Ulrich’s fifth reason is rooted in German political culture:
For us, the postwar period was characterized by wrestling with suppressing or accepting the Holocaust, by the German guilt for having murdered 6 million Jews. But other types of guilt have lingered behind that, including that for killing millions of Russians…. This is one of the main reasons why there now appears to be significant willingness here in Germany to concede a “zone of influence” to the Russians. The thinking here is: Haven’t they already been hurt and penalized enough by the loss of their Soviet empire? Should we Germans, of all people, argue with them over Ukraine?
This view, of German guilt for Russian deaths, is extremely widespread. German intellectuals, policymakers, and average citizens speak of World War II as the “Vernichtungskrieg gegen Russland” (the war of destruction against Russia); accordingly, the millions of civilian and military casualties were suffered by “die Russen.” The terminology goes back to the war, when the Nazi regime characterized its enemy in exactly the same terms.
The reality was quite different. Nazi Germany devastated, above all, Poland, Belarus, and Ukraine—and not Russia. This is not a question of who suffered most, but, quite simply, of setting the historical record straight. Which Ulrich, to his credit, does:
Today, with a view to German guilt, the right to self-determination of another people—Ukrainians—is once again being disputed. Should they not be allowed into the EU because Germans justifiably have a guilty conscience vis-à-vis Russians? The fact that Germans and Russians are once again making decisions about the fate of Ukraine would be a perverse lesson to learn from history for this country, which suffered under both nations like no other. The Soviet Union and Nazi Germany killed millions upon millions of people on Ukrainian territory with planned famines, pogroms, and extermination campaigns. During the years when Stalin and Hitler were in power, more people died here than anywhere else in Eastern Europe. Likewise, millions of the “Russians” that German soldiers killed during World War II were actually Ukrainian citizens of the Soviet Union. The current debate ignores the havoc that Nazi and Soviet imperialism wreaked in this country. In today’s crisis, the price is being paid for the fact that Germans have not yet arrived in their collective memory at a place where they can view the fate of Ukrainians as Ukrainians.

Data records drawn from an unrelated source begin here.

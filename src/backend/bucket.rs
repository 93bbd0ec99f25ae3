//! Primary content-addressable bucket store
//!
//! Layout: `<endpoint>/<namespace>/<model>/index.json` maps catalog file
//! names to content-addressed object keys with sizes and sha256 digests;
//! objects live under `<endpoint>/<namespace>/objects/<digest>`. Because the
//! index carries digests, every fetch from this backend is checksum-checked.

use super::{
    ArtifactBackend, CancelFlag, DownloadTask, ModelListing, ProgressFn, RemoteObject,
    classify_http_error, stream_to_file,
};
use crate::catalog::ModelDescriptor;
use crate::error::{VaultError, VaultResult};
use async_trait::async_trait;
use serde::Deserialize;
use std::time::Duration;

const BACKEND_NAME: &str = "bucket";

/// `index.json` schema served by the bucket store
#[derive(Debug, Deserialize)]
struct BucketIndex {
    version: Option<String>,
    files: Vec<BucketIndexFile>,
}

#[derive(Debug, Deserialize)]
struct BucketIndexFile {
    name: String,
    key: String,
    size: Option<u64>,
    sha256: Option<String>,
}

pub struct ObjectBucketBackend {
    endpoint: String,
    namespace: String,
    token: Option<String>,
    client: reqwest::Client,
    stall_timeout: Duration,
}

impl ObjectBucketBackend {
    /// Build from `MODELVAULT_BUCKET_*` environment variables
    ///
    /// Returns `Ok(None)` when no endpoint is configured.
    pub fn from_env(
        request_timeout: Duration,
        stall_timeout: Duration,
    ) -> VaultResult<Option<Self>> {
        let Ok(endpoint) = std::env::var("MODELVAULT_BUCKET_ENDPOINT") else {
            return Ok(None);
        };
        let namespace =
            std::env::var("MODELVAULT_BUCKET_NAMESPACE").unwrap_or_else(|_| "models".to_string());
        let token = std::env::var("MODELVAULT_BUCKET_TOKEN").ok();

        Ok(Some(Self::new(
            endpoint,
            namespace,
            token,
            request_timeout,
            stall_timeout,
        )?))
    }

    pub fn new(
        endpoint: String,
        namespace: String,
        token: Option<String>,
        request_timeout: Duration,
        stall_timeout: Duration,
    ) -> VaultResult<Self> {
        let client = reqwest::Client::builder()
            .connect_timeout(request_timeout)
            .build()
            .map_err(|e| VaultError::BackendUnavailable {
                backend: BACKEND_NAME.to_string(),
                reason: format!("client build failed: {}", e),
            })?;

        Ok(Self {
            endpoint: endpoint.trim_end_matches('/').to_string(),
            namespace,
            token,
            client,
            stall_timeout,
        })
    }

    fn url(&self, suffix: &str) -> String {
        format!("{}/{}/{}", self.endpoint, self.namespace, suffix)
    }

    fn request(&self, url: &str) -> reqwest::RequestBuilder {
        let mut req = self.client.get(url);
        if let Some(token) = &self.token {
            req = req.bearer_auth(token);
        }
        req
    }
}

#[async_trait]
impl ArtifactBackend for ObjectBucketBackend {
    fn name(&self) -> &'static str {
        BACKEND_NAME
    }

    async fn list_files(&self, model: &ModelDescriptor) -> VaultResult<ModelListing> {
        let url = self.url(&format!("{}/index.json", model.name));

        let response = self
            .request(&url)
            .send()
            .await
            .map_err(|e| classify_http_error(BACKEND_NAME, &url, e))?
            .error_for_status()
            .map_err(|e| classify_http_error(BACKEND_NAME, &url, e))?;

        let index: BucketIndex =
            response
                .json()
                .await
                .map_err(|e| VaultError::BackendUnavailable {
                    backend: BACKEND_NAME.to_string(),
                    reason: format!("malformed index for '{}': {}", model.name, e),
                })?;

        // Project the index onto the catalog-declared order; a hole means
        // this backend cannot serve the whole model.
        let mut files = Vec::with_capacity(model.files.len());
        for name in &model.files {
            let entry = index.files.iter().find(|f| &f.name == name).ok_or_else(|| {
                VaultError::BackendUnavailable {
                    backend: BACKEND_NAME.to_string(),
                    reason: format!("index for '{}' is missing file '{}'", model.name, name),
                }
            })?;

            files.push(RemoteObject {
                file_name: entry.name.clone(),
                key: format!("objects/{}", entry.key),
                size: entry.size,
                sha256: entry.sha256.clone(),
            });
        }

        Ok(ModelListing {
            version: index.version,
            files,
        })
    }

    async fn fetch_file(
        &self,
        task: &DownloadTask,
        on_progress: ProgressFn<'_>,
        cancel: &CancelFlag,
    ) -> VaultResult<()> {
        let url = self.url(&task.key);

        let response = self
            .request(&url)
            .send()
            .await
            .map_err(|e| classify_http_error(BACKEND_NAME, &task.key, e))?
            .error_for_status()
            .map_err(|e| classify_http_error(BACKEND_NAME, &task.key, e))?;

        stream_to_file(
            BACKEND_NAME,
            response,
            task,
            on_progress,
            cancel,
            self.stall_timeout,
        )
        .await
    }
}
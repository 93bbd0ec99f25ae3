//! Download orchestrator
//!
//! Drives each model through catalog lookup -> preflight -> per-backend
//! fetch -> validation -> manifest update. Any abort at any point removes
//! the model's destination directory, so a partially-downloaded model can
//! never be mistaken for a valid one.

use crate::backend::{ArtifactBackend, CancelFlag, DownloadTask, ModelListing};
use crate::catalog::{Catalog, ModelDescriptor};
use crate::error::{VaultError, VaultResult};
use crate::manifest::{CacheEntry, ManifestStore};
use crate::resources::{SystemResources, padded_bytes};
use crate::validate;
use chrono::Utc;
use dashmap::DashMap;
use std::path::PathBuf;
use std::sync::Arc;
use std::time::Duration;
use tokio::sync::Semaphore;
use tokio::task::JoinSet;

/// Lifecycle of one model inside the orchestrator
#[derive(Debug, Clone, Copy, PartialEq, Eq)]
pub enum DownloadPhase {
    NotStarted,
    Checking,
    Fetching,
    Validating,
    /// Terminal success
    Cached,
    /// Terminal failure, destination cleaned up
    Failed,
}

impl std::fmt::Display for DownloadPhase {
    fn fmt(&self, f: &mut std::fmt::Formatter<'_>) -> std::fmt::Result {
        match self {
            Self::NotStarted => write!(f, "not_started"),
            Self::Checking => write!(f, "checking"),
            Self::Fetching => write!(f, "fetching"),
            Self::Validating => write!(f, "validating"),
            Self::Cached => write!(f, "cached"),
            Self::Failed => write!(f, "failed"),
        }
    }
}

/// Tunables for the orchestrator
#[derive(Debug, Clone)]
pub struct DownloadPolicy {
    /// Concurrent model downloads
    pub max_parallel_models: usize,
    /// Attempts per file against one backend before giving up on it
    pub file_attempts: u32,
    /// First retry delay; doubles per attempt
    pub retry_base_delay: Duration,
    /// Disk headroom multiplier for preflight
    pub buffer_ratio: f64,
}

impl Default for DownloadPolicy {
    fn default() -> Self {
        Self {
            max_parallel_models: 4,
            file_attempts: 3,
            retry_base_delay: Duration::from_millis(500),
            buffer_ratio: crate::resources::DEFAULT_BUFFER_RATIO,
        }
    }
}

/// Outcome of a catalog sync run
#[derive(Debug, Default)]
pub struct SyncReport {
    pub cached: Vec<String>,
    pub failed_required: Vec<String>,
    pub failed_optional: Vec<String>,
    /// Optional models deferred because the budget ran out
    pub skipped: Vec<String>,
}

impl SyncReport {
    /// The startup sequence may proceed iff no required model failed
    pub fn success(&self) -> bool {
        self.failed_required.is_empty()
    }
}

/// Per-model validation outcome for the read-only validate pass
#[derive(Debug, Clone)]
pub struct ValidationOutcome {
    pub model: String,
    pub ok: bool,
}

/// The download orchestrator
pub struct Downloader {
    catalog: Catalog,
    manifest: Arc<ManifestStore>,
    backends: Vec<Arc<dyn ArtifactBackend>>,
    policy: DownloadPolicy,
    cache_dir: PathBuf,
    phases: DashMap<String, DownloadPhase>,
    cancel: Arc<CancelFlag>,
}
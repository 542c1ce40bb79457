//! Planet system coordinator
//!
//! Owns the five scene entities, the orbit camera, lighting, and the detail
//! scheduler, and turns host callbacks (input events, per-frame updates)
//! into regeneration work.

use std::sync::Arc;
use std::time::Instant;

use crate::core::camera::OrbitCamera;
use crate::core::input::{InputEvent, KeyCommand, SliderParam};
use crate::core::types::{Result, Vec3};
use crate::lod::{detail_factor_for, DetailScheduler};
use crate::planet::atmosphere::{Atmosphere, AtmosphereConfig};
use crate::planet::clouds::{CloudConfig, Clouds};
use crate::planet::stars::{StarConfig, Stars};
use crate::planet::surface::Planet;
use crate::planet::water::{Water, WaterConfig};
use crate::scene::SceneHost;
use crate::terrain::{NoiseField, PlanetConfig, TERRAIN_SEED};

/// Scene lighting parameters, owned here as data; the host applies them
#[derive(Clone, Copy, Debug)]
pub struct LightingState {
    pub sun_direction: Vec3,
    pub sun_intensity: f32,
    pub ambient_intensity: f32,
    pub daytime: bool,
}

impl LightingState {
    /// Daytime preset
    pub fn day() -> Self {
        Self {
            sun_direction: Vec3::new(50.0, 20.0, 50.0).normalize(),
            sun_intensity: 1.2,
            ambient_intensity: 0.6,
            daytime: true,
        }
    }

    /// Nighttime preset
    pub fn night() -> Self {
        Self {
            sun_direction: Vec3::new(-50.0, -20.0, -50.0).normalize(),
            sun_intensity: 0.1,
            ambient_intensity: 0.2,
            daytime: false,
        }
    }
}

impl Default for LightingState {
    fn default() -> Self {
        Self::day()
    }
}

/// The four user-facing sliders, applied on a regenerate request
#[derive(Clone, Copy, Debug)]
pub struct RegenerateOptions {
    /// Vertical exaggeration, `[0.5, 5.0]`
    pub height_scale: f32,
    /// Multiplier over the noise frequency bands, `[0.25, 3.0]`
    pub noise_scale: f32,
    /// Mountain sharpening strength, `[0.5, 4.0]`
    pub mountain_scale: f32,
    /// Sea level offset, `[-0.2, 0.5]`
    pub water_level: f32,
}

impl Default for RegenerateOptions {
    fn default() -> Self {
        Self {
            height_scale: 2.5,
            noise_scale: 1.0,
            mountain_scale: 2.0,
            water_level: 0.1,
        }
    }
}

impl RegenerateOptions {
    /// Clamp every slider into its documented range. Out-of-range input is
    /// corrected with a warning, never rejected at the event boundary.
    pub fn clamped(self) -> Self {
        Self {
            height_scale: clamp_slider("height_scale", self.height_scale, 0.5, 5.0),
            noise_scale: clamp_slider("noise_scale", self.noise_scale, 0.25, 3.0),
            mountain_scale: clamp_slider("mountain_scale", self.mountain_scale, 0.5, 4.0),
            water_level: clamp_slider("water_level", self.water_level, -0.2, 0.5),
        }
    }
}

fn clamp_slider(name: &str, value: f32, min: f32, max: f32) -> f32 {
    if !value.is_finite() {
        log::warn!("{name} is not finite, using {min}");
        return min;
    }
    let clamped = value.clamp(min, max);
    if clamped != value {
        log::warn!("{name} {value} outside [{min}, {max}], clamped to {clamped}");
    }
    clamped
}

/// The whole planet scene: entities, camera, lighting, and LOD pacing.
pub struct PlanetSystem<H: SceneHost> {
    host: H,
    planet: Planet,
    water: Water,
    clouds: Clouds,
    atmosphere: Atmosphere,
    stars: Stars,
    camera: OrbitCamera,
    scheduler: DetailScheduler,
    lighting: LightingState,
    sliders: RegenerateOptions,
}

impl<H: SceneHost> PlanetSystem<H> {
    /// Build every entity and attach it to the host. The terrain seed is
    /// fixed per process; all entities share one noise field.
    pub fn new(mut host: H, config: PlanetConfig) -> Result<Self> {
        let noise = Arc::new(NoiseField::new(TERRAIN_SEED));

        let planet = Planet::new(&mut host, noise.clone(), config.clone())?;
        let water = Water::new(
            &mut host,
            config.radius,
            WaterConfig {
                water_level: config.water_level,
                ..WaterConfig::default()
            },
        )?;
        let clouds = Clouds::new(&mut host, config.radius, noise, CloudConfig::default())?;
        let atmosphere = Atmosphere::new(&mut host, config.radius, AtmosphereConfig::default())?;
        let stars = Stars::new(&mut host, StarConfig::default())?;

        Ok(Self {
            host,
            sliders: RegenerateOptions {
                height_scale: config.height_scale,
                mountain_scale: config.mountain_scale,
                water_level: config.water_level,
                ..RegenerateOptions::default()
            },
            planet,
            water,
            clouds,
            atmosphere,
            stars,
            camera: OrbitCamera::default(),
            scheduler: DetailScheduler::default(),
            lighting: LightingState::default(),
        })
    }

    /// Consume one discrete input event
    pub fn handle_event(&mut self, event: InputEvent) -> Result<()> {
        match event {
            InputEvent::PointerDrag { dx, dy } => self.camera.drag(dx, dy),
            InputEvent::Wheel { delta } => self.camera.zoom(delta),
            InputEvent::Key(KeyCommand::RotateFaster) => self.camera.rotate_faster(),
            InputEvent::Key(KeyCommand::RotateSlower) => self.camera.rotate_slower(),
            InputEvent::Key(KeyCommand::ToggleRotation) => self.camera.toggle_rotation(),
            InputEvent::Slider { param, value } => match param {
                SliderParam::HeightScale => self.sliders.height_scale = value,
                SliderParam::NoiseScale => self.sliders.noise_scale = value,
                SliderParam::MountainScale => self.sliders.mountain_scale = value,
                SliderParam::WaterLevel => self.sliders.water_level = value,
            },
            InputEvent::Regenerate => return self.regenerate(self.sliders),
            InputEvent::ToggleDayNight => self.set_day_night(!self.lighting.daytime),
            InputEvent::ResetCamera => self.camera.reset(),
        }
        Ok(())
    }

    /// Per-frame update: advance animations, smooth the camera, and let the
    /// scheduler decide whether this frame runs a regeneration.
    pub fn update(&mut self, dt: f32, now: Instant) {
        self.water.update(dt);
        self.clouds.update(dt);
        self.camera.update();

        let (min_zoom, max_zoom) = self.camera.zoom_range();
        let factor = detail_factor_for(self.camera.distance(), min_zoom, max_zoom);
        if let Some(applied) = self.scheduler.observe(factor, now) {
            self.run_regeneration(applied);
        }
    }

    /// Rebuild the planet from the slider values. Maps the noise-scale
    /// multiplier onto the four frequency bands and moves the waterline; the
    /// terrain reference capture is rebuilt from scratch.
    pub fn regenerate(&mut self, options: RegenerateOptions) -> Result<()> {
        let options = options.clamped();
        self.sliders = options;
        let m = options.noise_scale;

        let config = PlanetConfig {
            height_scale: options.height_scale,
            base_noise_scale: 0.8 * m,
            mountain_noise_scale: 1.6 * m,
            detail_noise_scale: 6.0 * m,
            biome_noise_scale: 0.6 * m,
            mountain_scale: options.mountain_scale,
            water_level: options.water_level,
            ..self.planet.config().clone()
        };

        log::info!(
            "regenerating planet: height {:.2}, noise x{:.2}, mountains {:.2}, water {:.2}",
            options.height_scale,
            options.noise_scale,
            options.mountain_scale,
            options.water_level
        );
        self.planet.regenerate(&mut self.host, config)?;
        self.water.set_water_level(&mut self.host, options.water_level)?;
        Ok(())
    }

    /// Flip scene lighting and propagate the sun flip to every entity
    pub fn set_day_night(&mut self, daytime: bool) {
        self.lighting = if daytime {
            LightingState::day()
        } else {
            LightingState::night()
        };
        self.water.set_day_night(daytime);
        self.clouds.set_day_night(daytime);
        self.atmosphere.set_day_night(daytime);
    }

    /// One regeneration pass over all four LOD-driven subsystems, in
    /// sequence. Failures are isolated: water failing to rebuild must not
    /// stop clouds or the atmosphere from updating, and the in-flight flag
    /// is always released.
    fn run_regeneration(&mut self, factor: f32) {
        if let Err(e) = self.planet.regenerate_with_detail(&mut self.host, factor) {
            log::warn!("terrain regeneration failed: {e}");
        }
        if let Err(e) = self.water.update_resolution(&mut self.host, factor) {
            log::warn!("water regeneration failed: {e}");
        }
        if let Err(e) = self.clouds.update_resolution(&mut self.host, factor) {
            log::warn!("cloud regeneration failed: {e}");
        }
        if let Err(e) = self.atmosphere.update_resolution(&mut self.host, factor) {
            log::warn!("atmosphere regeneration failed: {e}");
        }
        self.scheduler.complete(factor);
    }

    /// The orbit camera
    pub fn camera(&self) -> &OrbitCamera {
        &self.camera
    }

    /// Mutable camera access for hosts that drive it directly
    pub fn camera_mut(&mut self) -> &mut OrbitCamera {
        &mut self.camera
    }

    /// Current lighting state
    pub fn lighting(&self) -> &LightingState {
        &self.lighting
    }

    /// The terrain surface entity
    pub fn planet(&self) -> &Planet {
        &self.planet
    }

    /// The water entity
    pub fn water(&self) -> &Water {
        &self.water
    }

    /// The cloud entity
    pub fn clouds(&self) -> &Clouds {
        &self.clouds
    }

    /// The atmosphere entity
    pub fn atmosphere(&self) -> &Atmosphere {
        &self.atmosphere
    }

    /// The starfield entity
    pub fn stars(&self) -> &Stars {
        &self.stars
    }

    /// The scene host
    pub fn host(&self) -> &H {
        &self.host
    }

    /// Detail factor for the current camera distance
    pub fn detail_factor(&self) -> f32 {
        let (min_zoom, max_zoom) = self.camera.zoom_range();
        detail_factor_for(self.camera.distance(), min_zoom, max_zoom)
    }
}
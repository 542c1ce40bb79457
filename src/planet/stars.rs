//! The starfield background entity

use std::f32::consts::TAU;

use rand::rngs::StdRng;
use rand::{Rng, SeedableRng};
use serde::{Deserialize, Serialize};

use crate::core::error::Error;
use crate::core::types::{Result, Vec3};
use crate::mesh::PointCloud;
use crate::scene::{MeshHandle, SceneHost};

/// Starfield configuration
#[derive(Clone, Debug, Serialize, Deserialize)]
pub struct StarConfig {
    /// Number of stars
    pub count: u32,
    /// Inner radius of the star shell
    pub radius: f32,
    /// Random extra distance added per star
    pub radius_variance: f32,
    /// Point sprite size
    pub size: f32,
    /// RNG seed; fixed so a reloaded scene shows the same sky
    pub seed: u64,
}

impl Default for StarConfig {
    fn default() -> Self {
        Self {
            count: 2000,
            radius: 80.0,
            radius_variance: 50.0,
            size: 0.15,
            seed: 12345,
        }
    }
}

impl StarConfig {
    fn validate(&self) -> Result<()> {
        if !(self.radius.is_finite() && self.radius > 0.0) {
            return Err(Error::Config(format!("star radius must be positive, got {}", self.radius)));
        }
        if !(self.radius_variance.is_finite() && self.radius_variance >= 0.0) {
            return Err(Error::Config("star radius_variance must be non-negative".into()));
        }
        Ok(())
    }
}

/// One-shot starfield: a random point cloud well outside the planet,
/// generated once and never regenerated by LOD changes.
pub struct Stars {
    config: StarConfig,
    points: Option<MeshHandle>,
}

impl Stars {
    /// Generate the starfield and attach it to the scene
    pub fn new(host: &mut dyn SceneHost, config: StarConfig) -> Result<Self> {
        config.validate()?;
        let cloud = Self::generate(&config);
        let points = host.add_points(cloud)?;
        Ok(Self {
            config,
            points: Some(points),
        })
    }

    fn generate(config: &StarConfig) -> PointCloud {
        let mut rng = StdRng::seed_from_u64(config.seed);
        let mut positions = Vec::with_capacity(config.count as usize);
        let mut colors = Vec::with_capacity(config.count as usize);

        for _ in 0..config.count {
            // Uniform direction over the sphere
            let azimuth = rng.random::<f32>() * TAU;
            let polar = (rng.random::<f32>() * 2.0 - 1.0).clamp(-1.0, 1.0).acos();
            let radius = config.radius + rng.random::<f32>() * config.radius_variance;

            positions.push(Vec3::new(
                radius * polar.sin() * azimuth.cos(),
                radius * polar.sin() * azimuth.sin(),
                radius * polar.cos(),
            ));

            // Mostly white, with a sprinkle of blue-ish and yellow-ish stars
            let choice = rng.random::<f32>();
            colors.push(if choice > 0.9 {
                [0.9, 0.9, 1.0]
            } else if choice > 0.8 {
                [1.0, 0.9, 0.8]
            } else {
                [1.0, 1.0, 1.0]
            });
        }

        PointCloud {
            positions,
            colors,
            point_size: config.size,
        }
    }

    /// Configuration the field was generated with
    pub fn config(&self) -> &StarConfig {
        &self.config
    }

    /// Handle of the attached point cloud
    pub fn handle(&self) -> Option<MeshHandle> {
        self.points
    }

    /// Detach the starfield from the scene
    pub fn dispose(&mut self, host: &mut dyn SceneHost) {
        if let Some(handle) = self.points.take() {
            host.remove_mesh(handle);
        }
    }
}
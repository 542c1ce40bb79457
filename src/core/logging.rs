//! Logging initialization and utilities

/// Initialize the logging system
///
/// Uses env_logger with default filter level of `info`.
/// Override with RUST_LOG environment variable.
///
/// # Example
/// ```
/// orbis::core::logging::init();
/// log::info!("Planet system started");
/// ```
pub fn init() {
    env_logger::Builder::from_env(
        env_logger::Env::default().default_filter_or("info")
    ).init();
}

That last sentence is key. Ukrainians, like Belarusians, do not exist in the German consciousness. During the war, they were Untermenschen (subhumans). At present, they are, for the majority of Germans, not even worth the disdain that the modifier unter conveys. How convenient for German defense contractor Rheinmetall, which has been happily training Russian troops. And how convenient for the German public: if Russia invades Ukraine and kills thousands of Ukrainians, Germans will be able to assuage their guilt by shedding a tear for poor Putin.